**Entries supplied:**
// =============================================================================
// Meridian Spot Engine — main entry point
// =============================================================================
//
// The engine boots with trading disabled. An operator must enable it through
// the API (or the configuration store) after verifying the environment.
// =============================================================================

// ── Module declarations ──────────────────────────────────────────────────────
mod api;
mod app_state;
mod config_store;
mod error;
mod exchange;
mod execution;
mod indicators;
mod lifecycle;
mod market_data;
mod notify;
mod optimizer;
mod persistence;
mod position;
mod regime;
mod risk;
mod strategy;
mod types;

use std::collections::HashMap;
use std::sync::Arc;
use std::time::Duration;

use tokio::sync::watch;
use tracing::{error, info, warn};
use tracing_subscriber::EnvFilter;

use crate::app_state::AppState;
use crate::config_store::{ConfigStore, KEY_TRADING_ENABLED};
use crate::exchange::client::RestExchangeClient;
use crate::exchange::ExchangeApi;
use crate::execution::executor::OrderExecutor;
use crate::lifecycle::LifecycleTracker;
use crate::market_data::MarketDataService;
use crate::notify::{Notifier, WebhookNotifier};
use crate::optimizer::{Optimizer, ReasoningServiceOracle};
use crate::persistence::{database, Repositories};
use crate::position::manager::{MonitorFamily, PositionMonitor};
use crate::risk::circuit_breaker::{ApiErrorWindow, CircuitBreaker};
use crate::risk::gate::RiskGate;
use crate::risk::suspension::RegimeSuspensionWatcher;
use crate::strategy::{
    breakout::BreakoutStrategy, dca::DcaStrategy, grid::GridStrategy,
    selector::StrategySelector, volatility::VolatilitySurvivalStrategy, Strategy,
};
use crate::types::{normalize_market, MarketClock, StrategyCode};

/// Cadence of the per-market strategy tick.
const STRATEGY_TICK_SECS: u64 = 60;
/// Cadence of circuit-breaker persistence.
const BREAKER_PERSIST_SECS: u64 = 5;
/// Cadence of the lifecycle rollup sweep and account refresh.
const SWEEP_SECS: u64 = 60;
/// Cadence of the regime-suspension watcher.
const SUSPENSION_WATCH_SECS: u64 = 300;
/// Shutdown drain budget for in-flight close attempts.
const SHUTDOWN_DRAIN_SECS: u64 = 30;

#[tokio::main]
async fn main() -> anyhow::Result<()> {
    // ── 1. Environment & logging ─────────────────────────────────────────
    let _ = dotenv::dotenv();

    tracing_subscriber::fmt()
        .with_env_filter(
            EnvFilter::try_from_default_env().unwrap_or_else(|_| EnvFilter::new("info")),
        )
        .init();

    info!("╔══════════════════════════════════════════════════════════╗");
    info!("║        Meridian Spot Engine — Starting Up               ║");
    info!("╚══════════════════════════════════════════════════════════╝");

    let markets: Vec<String> = std::env::var("MERIDIAN_MARKETS")
        .unwrap_or_else(|_| "BTC-USDT,ETH-USDT,SOL-USDT,XRP-USDT,ADA-USDT".to_string())
        .split(',')
        .map(|m| normalize_market(m.trim()))
        .filter(|m| !m.is_empty())
        .collect();
    info!(markets = ?markets, "configured markets");

    let clock = MarketClock::from_env();

    // ── 2. Persistence ───────────────────────────────────────────────────
    let database_url =
        std::env::var("DATABASE_URL").unwrap_or_else(|_| "sqlite:meridian.db".to_string());
    let pool = database::connect(&database_url).await?;
    database::init_schema(&pool).await?;
    let repos = Arc::new(Repositories::new(pool));

    let config = Arc::new(ConfigStore::load(repos.config.clone()).await?);

    // SAFETY: never resume trading automatically after a restart.
    config.set(KEY_TRADING_ENABLED, "false").await?;
    info!("trading disabled on boot — enable via POST /api/v1/control/resume");

    // ── 3. Exchange client & market data ─────────────────────────────────
    let access_key = std::env::var("EXCHANGE_ACCESS_KEY").unwrap_or_default();
    let secret_key = std::env::var("EXCHANGE_SECRET_KEY").unwrap_or_default();
    if access_key.is_empty() || secret_key.is_empty() {
        warn!("exchange credentials missing — authenticated calls will fail");
    }
    let exchange: Arc<dyn ExchangeApi> =
        Arc::new(RestExchangeClient::new(access_key, secret_key));

    let api_errors = Arc::new(ApiErrorWindow::new());
    let market_data = Arc::new(MarketDataService::new(exchange.clone(), api_errors.clone()));

    // ── 4. Risk stack ────────────────────────────────────────────────────
    let breaker = Arc::new(CircuitBreaker::new(api_errors));
    breaker.restore(&config);

    let notifier: Arc<dyn Notifier> = Arc::new(WebhookNotifier::from_env());
    let gate = Arc::new(RiskGate::new(
        config.clone(),
        breaker.clone(),
        repos.clone(),
        market_data.clone(),
        notifier.clone(),
        clock,
    ));

    // ── 5. Execution & monitoring ────────────────────────────────────────
    let lifecycle = Arc::new(LifecycleTracker::new(repos.clone(), clock));
    let executor = Arc::new(OrderExecutor::new(
        exchange.clone(),
        market_data.clone(),
        gate.clone(),
        breaker.clone(),
        lifecycle.clone(),
        config.clone(),
    ));
    // ── 6. Strategy engines & selector ───────────────────────────────────
    let mut engines: HashMap<StrategyCode, Arc<dyn Strategy>> = HashMap::new();
    engines.insert(StrategyCode::Breakout, Arc::new(BreakoutStrategy::new()));
    engines.insert(StrategyCode::Dca, Arc::new(DcaStrategy::new(config.clone())));
    engines.insert(StrategyCode::Grid, Arc::new(GridStrategy::new(config.clone())));
    engines.insert(
        StrategyCode::VolatilitySurvival,
        Arc::new(VolatilitySurvivalStrategy::new()),
    );
    let selector = Arc::new(StrategySelector::new(config.clone()));

    let monitor = Arc::new(PositionMonitor::new(
        repos.clone(),
        market_data.clone(),
        executor.clone(),
        breaker.clone(),
        config.clone(),
        notifier.clone(),
        engines.clone(),
    ));

    let state = Arc::new(AppState {
        markets: markets.clone(),
        clock,
        config: config.clone(),
        repos: repos.clone(),
        exchange,
        market_data,
        breaker: breaker.clone(),
        gate,
        executor,
        monitor: monitor.clone(),
        lifecycle: lifecycle.clone(),
        notifier: notifier.clone(),
        selector,
        engines,
        regimes: parking_lot::RwLock::new(HashMap::new()),
        last_signals: parking_lot::RwLock::new(HashMap::new()),
        start_time: std::time::Instant::now(),
    });

    // ── 7. Cooperative shutdown signal ───────────────────────────────────
    let (stop_tx, stop_rx) = watch::channel(false);

    // ── 8. API server ────────────────────────────────────────────────────
    let bind_addr =
        std::env::var("MERIDIAN_BIND_ADDR").unwrap_or_else(|_| "0.0.0.0:3001".to_string());
    {
        let app = api::rest::router(state.clone());
        let bind = bind_addr.clone();
        tokio::spawn(async move {
            let listener = match tokio::net::TcpListener::bind(&bind).await {
                Ok(l) => l,
                Err(e) => {
                    error!(addr = %bind, error = %e, "API server failed to bind");
                    return;
                }
            };
            info!(addr = %bind, "API server listening");
            if let Err(e) = axum::serve(listener, app).await {
                error!(error = %e, "API server failed");
            }
        });
    }

    // ── 9. Strategy tick loop (per market, 60 s) ─────────────────────────
    {
        let state = state.clone();
        let mut stop = stop_rx.clone();
        tokio::spawn(async move {
            let mut ticker = tokio::time::interval(Duration::from_secs(STRATEGY_TICK_SECS));
            loop {
                tokio::select! {
                    _ = ticker.tick() => {}
                    _ = stop.changed() => {
                        if *stop.borrow() { return; }
                        continue;
                    }
                }

                for market in &state.markets {
                    // One market's failure never halts the others.
                    match state.analyze_market(market).await {
                        Ok(signal) => state.dispatch_signal(&signal).await,
                        Err(e) => {
                            warn!(market = %market, error = %e, "strategy tick failed");
                        }
                    }
                }
            }
        });
        info!(interval_secs = STRATEGY_TICK_SECS, "strategy tick loop launched");
    }

    // ── 10. Position monitors (1 s / 30 s / 5 m) ─────────────────────────
    let mut monitor_handles = Vec::new();
    for family in MonitorFamily::all() {
        let handle = tokio::spawn(monitor.clone().run(family, stop_rx.clone()));
        monitor_handles.push(handle);
    }

    // ── 11. Circuit-breaker persistence (5 s) ────────────────────────────
    {
        let breaker = breaker.clone();
        let config = config.clone();
        let mut stop = stop_rx.clone();
        tokio::spawn(async move {
            let mut ticker = tokio::time::interval(Duration::from_secs(BREAKER_PERSIST_SECS));
            loop {
                tokio::select! {
                    _ = ticker.tick() => breaker.persist(&config).await,
                    _ = stop.changed() => {
                        if *stop.borrow() { return; }
                    }
                }
            }
        });
    }

    // ── 12. Lifecycle sweep + account valuation (60 s) ───────────────────
    {
        let state = state.clone();
        let lifecycle = lifecycle.clone();
        let mut stop = stop_rx.clone();
        tokio::spawn(async move {
            let mut ticker = tokio::time::interval(Duration::from_secs(SWEEP_SECS));
            loop {
                tokio::select! {
                    _ = ticker.tick() => {
                        lifecycle.sweep().await;

                        // Catch exit orders that went `done` out-of-band.
                        if let Ok(open) = state.repos.positions.find_open().await {
                            for position in open {
                                if let Some(order_id) = &position.exit_order_id {
                                    lifecycle
                                        .reconcile_order(
                                            state.exchange.as_ref(),
                                            order_id,
                                            &position.market,
                                            crate::types::Side::Sell,
                                            crate::types::StrategyGroup::CoreEngine,
                                            position.strategy,
                                        )
                                        .await;
                                }
                            }
                        }

                        match state.total_asset_value().await {
                            Ok(total) => state.breaker.update_total_asset(total),
                            Err(e) => warn!(error = %e, "account valuation failed"),
                        }
                    }
                    _ = stop.changed() => {
                        if *stop.borrow() { return; }
                    }
                }
            }
        });
    }

    // ── 13. Regime-suspension watcher (5 m) ──────────────────────────────
    {
        let state = state.clone();
        let watcher = RegimeSuspensionWatcher::new(config.clone(), notifier.clone());
        let mut stop = stop_rx.clone();
        tokio::spawn(async move {
            let mut ticker = tokio::time::interval(Duration::from_secs(SUSPENSION_WATCH_SECS));
            loop {
                tokio::select! {
                    _ = ticker.tick() => {
                        let regimes = state.regimes.read().clone();
                        watcher.evaluate(&regimes).await;
                    }
                    _ = stop.changed() => {
                        if *stop.borrow() { return; }
                    }
                }
            }
        });
    }

    // ── 14. Optimizer (daily, local midnight + 1 h) ──────────────────────
    if let Some(oracle) = ReasoningServiceOracle::from_env() {
        let optimizer = Optimizer::new(Arc::new(oracle), config.clone(), repos.clone());
        let clock = state.clock;
        let mut stop = stop_rx.clone();
        tokio::spawn(async move {
            loop {
                let wait = Duration::from_secs(clock.seconds_until_local_hour(1).max(60));
                tokio::select! {
                    _ = tokio::time::sleep(wait) => {
                        match optimizer.run_once().await {
                            Ok(applied) => info!(applied, "optimizer pass complete"),
                            Err(e) => warn!(error = %e, "optimizer pass failed"),
                        }
                    }
                    _ = stop.changed() => {
                        if *stop.borrow() { return; }
                    }
                }
            }
        });
    } else {
        info!("REASONING_SERVICE_URL not set — optimizer loop not started");
    }

    info!("all subsystems running — press Ctrl+C to stop");

    // ── 15. Graceful shutdown ────────────────────────────────────────────
    tokio::signal::ctrl_c().await?;
    warn!("shutdown signal received — stopping loops");
    let _ = stop_tx.send(true);

    // Drain in-flight close attempts, bounded.
    let drain = async {
        for handle in monitor_handles {
            let _ = handle.await;
        }
    };
    if tokio::time::timeout(Duration::from_secs(SHUTDOWN_DRAIN_SECS), drain)
        .await
        .is_err()
    {
        warn!("monitor drain exceeded {SHUTDOWN_DRAIN_SECS}s — forcing exit");
    }

    breaker.persist(&config).await;
    info!("Meridian Spot Engine shut down complete");
    Ok(())
}
// =============================================================================
// Persistence — SQLite-backed repositories
// =============================================================================

pub mod database;
pub mod repositories;

pub use repositories::{
    ConfigRepository, LifecycleRepository, OptimizerAuditRepository, PositionRepository,
    Repositories, TradeRepository,
};
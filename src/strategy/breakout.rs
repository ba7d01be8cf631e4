// =============================================================================
// Breakout engine — Donchian-channel breaks with volume confirmation
// =============================================================================
//
// BUY when the close clears the highest high of the look-back channel on
// above-average volume; SELL when it breaks the channel floor. Conviction
// scales with the breakout margin and the regime confidence.
// =============================================================================

use async_trait::async_trait;
use rust_decimal::prelude::ToPrimitive;
use rust_decimal::Decimal;

use crate::strategy::{SignalAction, Strategy, StrategyContext, TradingSignal};
use crate::types::StrategyCode;

/// Channel look-back (bars, excluding the breakout bar itself).
const CHANNEL_LEN: usize = 20;
/// Volume must exceed this multiple of the channel average.
const VOLUME_CONFIRM_RATIO: f64 = 1.2;

pub struct BreakoutStrategy;

impl BreakoutStrategy {
    pub fn new() -> Self {
        Self
    }
}

impl Default for BreakoutStrategy {
    fn default() -> Self {
        Self::new()
    }
}

#[async_trait]
impl Strategy for BreakoutStrategy {
    fn code(&self) -> StrategyCode {
        StrategyCode::Breakout
    }

    fn analyze(&self, ctx: &StrategyContext<'_>) -> TradingSignal {
        let candles = ctx.candles;
        if candles.len() < CHANNEL_LEN + 1 {
            return TradingSignal::hold(
                ctx.market,
                self.code(),
                ctx.current_price,
                "insufficient candles for channel",
            );
        }

        let channel = &candles[candles.len() - 1 - CHANNEL_LEN..candles.len() - 1];
        let channel_high = channel
            .iter()
            .map(|c| c.high)
            .max()
            .unwrap_or(Decimal::ZERO);
        let channel_low = channel
            .iter()
            .map(|c| c.low)
            .min()
            .unwrap_or(Decimal::ZERO);
        let avg_volume =
            channel.iter().map(|c| c.volume_f()).sum::<f64>() / channel.len() as f64;

        let last = &candles[candles.len() - 1];
        let price = ctx.current_price;

        let volume_confirmed =
            avg_volume > 0.0 && last.volume_f() >= avg_volume * VOLUME_CONFIRM_RATIO;

        if price > channel_high && channel_high > Decimal::ZERO {
            if !volume_confirmed {
                return TradingSignal::hold(
                    ctx.market,
                    self.code(),
                    price,
                    "breakout without volume confirmation",
                );
            }
            let margin_pct = ((price - channel_high) / channel_high * Decimal::ONE_HUNDRED)
                .to_f64()
                .unwrap_or(0.0);
            let confidence =
                (55.0 + margin_pct * 20.0 + ctx.regime.confidence * 25.0).clamp(0.0, 100.0);
            return TradingSignal {
                market: crate::types::normalize_market(ctx.market),
                action: SignalAction::Buy,
                confidence,
                price,
                reason: format!(
                    "close broke {CHANNEL_LEN}-bar high {channel_high} by {margin_pct:.2}%"
                ),
                strategy: self.code(),
            };
        }

        if price < channel_low && channel_low > Decimal::ZERO {
            let margin_pct = ((channel_low - price) / channel_low * Decimal::ONE_HUNDRED)
                .to_f64()
                .unwrap_or(0.0);
            let confidence =
                (55.0 + margin_pct * 20.0 + ctx.regime.confidence * 25.0).clamp(0.0, 100.0);
            return TradingSignal {
                market: crate::types::normalize_market(ctx.market),
                action: SignalAction::Sell,
                confidence,
                price,
                reason: format!(
                    "close broke {CHANNEL_LEN}-bar low {channel_low} by {margin_pct:.2}%"
                ),
                strategy: self.code(),
            };
        }

        TradingSignal::hold(ctx.market, self.code(), price, "inside channel")
    }
}

// =============================================================================
// Tests
// =============================================================================
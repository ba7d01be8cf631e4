// =============================================================================
// Shared types used across the Meridian trading engine
// =============================================================================

use chrono::{DateTime, FixedOffset, NaiveDate, TimeZone, Utc};
use serde::{Deserialize, Serialize};

/// Quote currencies recognized when normalizing market codes.
const KNOWN_QUOTES: &[&str] = &["USDT", "USDC", "KRW", "USD", "EUR", "BTC"];

// ---------------------------------------------------------------------------
// Market codes
// ---------------------------------------------------------------------------

/// Normalize any of the accepted textual encodings of a market code into the
/// canonical `BASE-QUOTE` form.
///
/// Accepted inputs: `btc-usdt`, `BTC/USDT`, `BTC_USDT`, the quote-first form
/// `USDT-BTC`, and the concatenated exchange symbol `BTCUSDT`.
pub fn normalize_market(raw: &str) -> String {
    let upper = raw.trim().to_uppercase();
    let unified = upper.replace(['/', '_'], "-");

    if let Some((first, second)) = unified.split_once('-') {
        // Quote-first encoding: swap so the base leads.
        if KNOWN_QUOTES.contains(&first) && !KNOWN_QUOTES.contains(&second) {
            return format!("{second}-{first}");
        }
        return format!("{first}-{second}");
    }

    // Concatenated symbol: split on a known quote suffix.
    for quote in KNOWN_QUOTES {
        if let Some(base) = unified.strip_suffix(quote) {
            if !base.is_empty() {
                return format!("{base}-{quote}");
            }
        }
    }

    unified
}

/// Convert a canonical `BASE-QUOTE` market code into the exchange's
/// concatenated symbol form (`BTCUSDT`).
pub fn to_exchange_symbol(market: &str) -> String {
    normalize_market(market).replace('-', "")
}

/// The base currency of a canonical market code (`BTC` in `BTC-USDT`).
pub fn base_currency(market: &str) -> String {
    normalize_market(market)
        .split_once('-')
        .map(|(b, _)| b.to_string())
        .unwrap_or_else(|| market.to_uppercase())
}

/// The quote currency of a canonical market code (`USDT` in `BTC-USDT`).
pub fn quote_currency(market: &str) -> String {
    normalize_market(market)
        .split_once('-')
        .map(|(_, q)| q.to_string())
        .unwrap_or_default()
}

// ---------------------------------------------------------------------------
// Order primitives
// ---------------------------------------------------------------------------

/// Order side.
#[derive(Debug, Clone, Copy, PartialEq, Eq, Hash, Serialize, Deserialize)]
pub enum Side {
    Buy,
    Sell,
}

impl std::fmt::Display for Side {
    fn fmt(&self, f: &mut std::fmt::Formatter<'_>) -> std::fmt::Result {
        match self {
            Self::Buy => write!(f, "BUY"),
            Self::Sell => write!(f, "SELL"),
        }
    }
}

impl Side {
    /// Sign multiplier for PnL math: +1 for longs, −1 for shorts.
    pub fn direction(self) -> f64 {
        match self {
            Self::Buy => 1.0,
            Self::Sell => -1.0,
        }
    }

    pub fn parse(s: &str) -> Option<Self> {
        match s.to_uppercase().as_str() {
            "BUY" => Some(Self::Buy),
            "SELL" => Some(Self::Sell),
            _ => None,
        }
    }
}

/// Execution style of an order.
#[derive(Debug, Clone, Copy, PartialEq, Eq, Serialize, Deserialize)]
pub enum OrderType {
    Limit,
    Market,
}

impl std::fmt::Display for OrderType {
    fn fmt(&self, f: &mut std::fmt::Formatter<'_>) -> std::fmt::Result {
        match self {
            Self::Limit => write!(f, "LIMIT"),
            Self::Market => write!(f, "MARKET"),
        }
    }
}

/// Exchange-side lifecycle state of a submitted order.
#[derive(Debug, Clone, Copy, PartialEq, Eq, Serialize, Deserialize)]
pub enum OrderState {
    /// Resting, not (fully) filled yet.
    Wait,
    /// Fully executed.
    Done,
    /// Cancelled or rejected by the exchange.
    Cancel,
}

// ---------------------------------------------------------------------------
// Strategy taxonomy
// ---------------------------------------------------------------------------

/// Coarse origin label attached to every lifecycle event, used for
/// operator-facing aggregation.
#[derive(Debug, Clone, Copy, PartialEq, Eq, Hash, Serialize, Deserialize)]
pub enum StrategyGroup {
    Manual,
    Guided,
    AutopilotExternal,
    CoreEngine,
}

impl std::fmt::Display for StrategyGroup {
    fn fmt(&self, f: &mut std::fmt::Formatter<'_>) -> std::fmt::Result {
        match self {
            Self::Manual => write!(f, "MANUAL"),
            Self::Guided => write!(f, "GUIDED"),
            Self::AutopilotExternal => write!(f, "AUTOPILOT_EXTERNAL"),
            Self::CoreEngine => write!(f, "CORE_ENGINE"),
        }
    }
}

impl StrategyGroup {
    pub fn parse(s: &str) -> Option<Self> {
        match s.to_uppercase().as_str() {
            "MANUAL" => Some(Self::Manual),
            "GUIDED" => Some(Self::Guided),
            "AUTOPILOT_EXTERNAL" => Some(Self::AutopilotExternal),
            "CORE_ENGINE" => Some(Self::CoreEngine),
            _ => None,
        }
    }
}

/// The pluggable analyzer engines the selector can route a market to.
#[derive(Debug, Clone, Copy, PartialEq, Eq, Hash, Serialize, Deserialize)]
pub enum StrategyCode {
    Breakout,
    Dca,
    Grid,
    VolatilitySurvival,
}

impl StrategyCode {
    /// Stable lowercase code used in configuration keys and persistence.
    pub fn as_str(self) -> &'static str {
        match self {
            Self::Breakout => "breakout",
            Self::Dca => "dca",
            Self::Grid => "grid",
            Self::VolatilitySurvival => "volatility_survival",
        }
    }

    pub fn parse(s: &str) -> Option<Self> {
        match s.to_lowercase().as_str() {
            "breakout" => Some(Self::Breakout),
            "dca" => Some(Self::Dca),
            "grid" => Some(Self::Grid),
            "volatility_survival" => Some(Self::VolatilitySurvival),
            _ => None,
        }
    }

    pub fn all() -> [StrategyCode; 4] {
        [
            Self::Breakout,
            Self::Dca,
            Self::Grid,
            Self::VolatilitySurvival,
        ]
    }
}

impl std::fmt::Display for StrategyCode {
    fn fmt(&self, f: &mut std::fmt::Formatter<'_>) -> std::fmt::Result {
        write!(f, "{}", self.as_str())
    }
}

// ---------------------------------------------------------------------------
// Market-local clock
// ---------------------------------------------------------------------------

/// Wall clock pinned to the exchange's local zone. Daily rollups, the
/// daily-loss limit, and the optimizer schedule all reset at this zone's
/// midnight; UTC is used everywhere else for durations and storage.
#[derive(Debug, Clone, Copy)]
pub struct MarketClock {
    offset: FixedOffset,
}

impl MarketClock {
    /// Build from a whole-hour UTC offset (positive = east of Greenwich).
    pub fn from_offset_hours(hours: i32) -> Self {
        let offset = FixedOffset::east_opt(hours * 3600)
            .unwrap_or_else(|| FixedOffset::east_opt(0).expect("zero offset is valid"));
        Self { offset }
    }

    /// Read `MARKET_TZ_OFFSET_HOURS` from the environment, defaulting to +9.
    pub fn from_env() -> Self {
        let hours = std::env::var("MARKET_TZ_OFFSET_HOURS")
            .ok()
            .and_then(|v| v.parse::<i32>().ok())
            .unwrap_or(9);
        Self::from_offset_hours(hours)
    }

    /// Today's calendar date in the market's local zone.
    pub fn today(&self) -> NaiveDate {
        Utc::now().with_timezone(&self.offset).date_naive()
    }

    /// The UTC instant of the most recent local midnight.
    pub fn local_midnight_utc(&self) -> DateTime<Utc> {
        let local_now = Utc::now().with_timezone(&self.offset);
        let midnight = local_now
            .date_naive()
            .and_hms_opt(0, 0, 0)
            .expect("midnight is a valid time");
        self.offset
            .from_local_datetime(&midnight)
            .single()
            .map(|dt| dt.with_timezone(&Utc))
            .unwrap_or_else(Utc::now)
    }

    /// Seconds from now until the next `hour`:00 local time.
    pub fn seconds_until_local_hour(&self, hour: u32) -> u64 {
        let local_now = Utc::now().with_timezone(&self.offset);
        let today_target = local_now
            .date_naive()
            .and_hms_opt(hour, 0, 0)
            .expect("valid local time");
        let target = if local_now.naive_local() < today_target {
            today_target
        } else {
            today_target + chrono::Duration::days(1)
        };
        (target - local_now.naive_local()).num_seconds().max(0) as u64
    }
}

// ---------------------------------------------------------------------------
// Tests
// ---------------------------------------------------------------------------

**Task requirements:**
Find every line in the records that has the string "BTCUSDT", then state how many there are and nothing else.

**Your response:**
2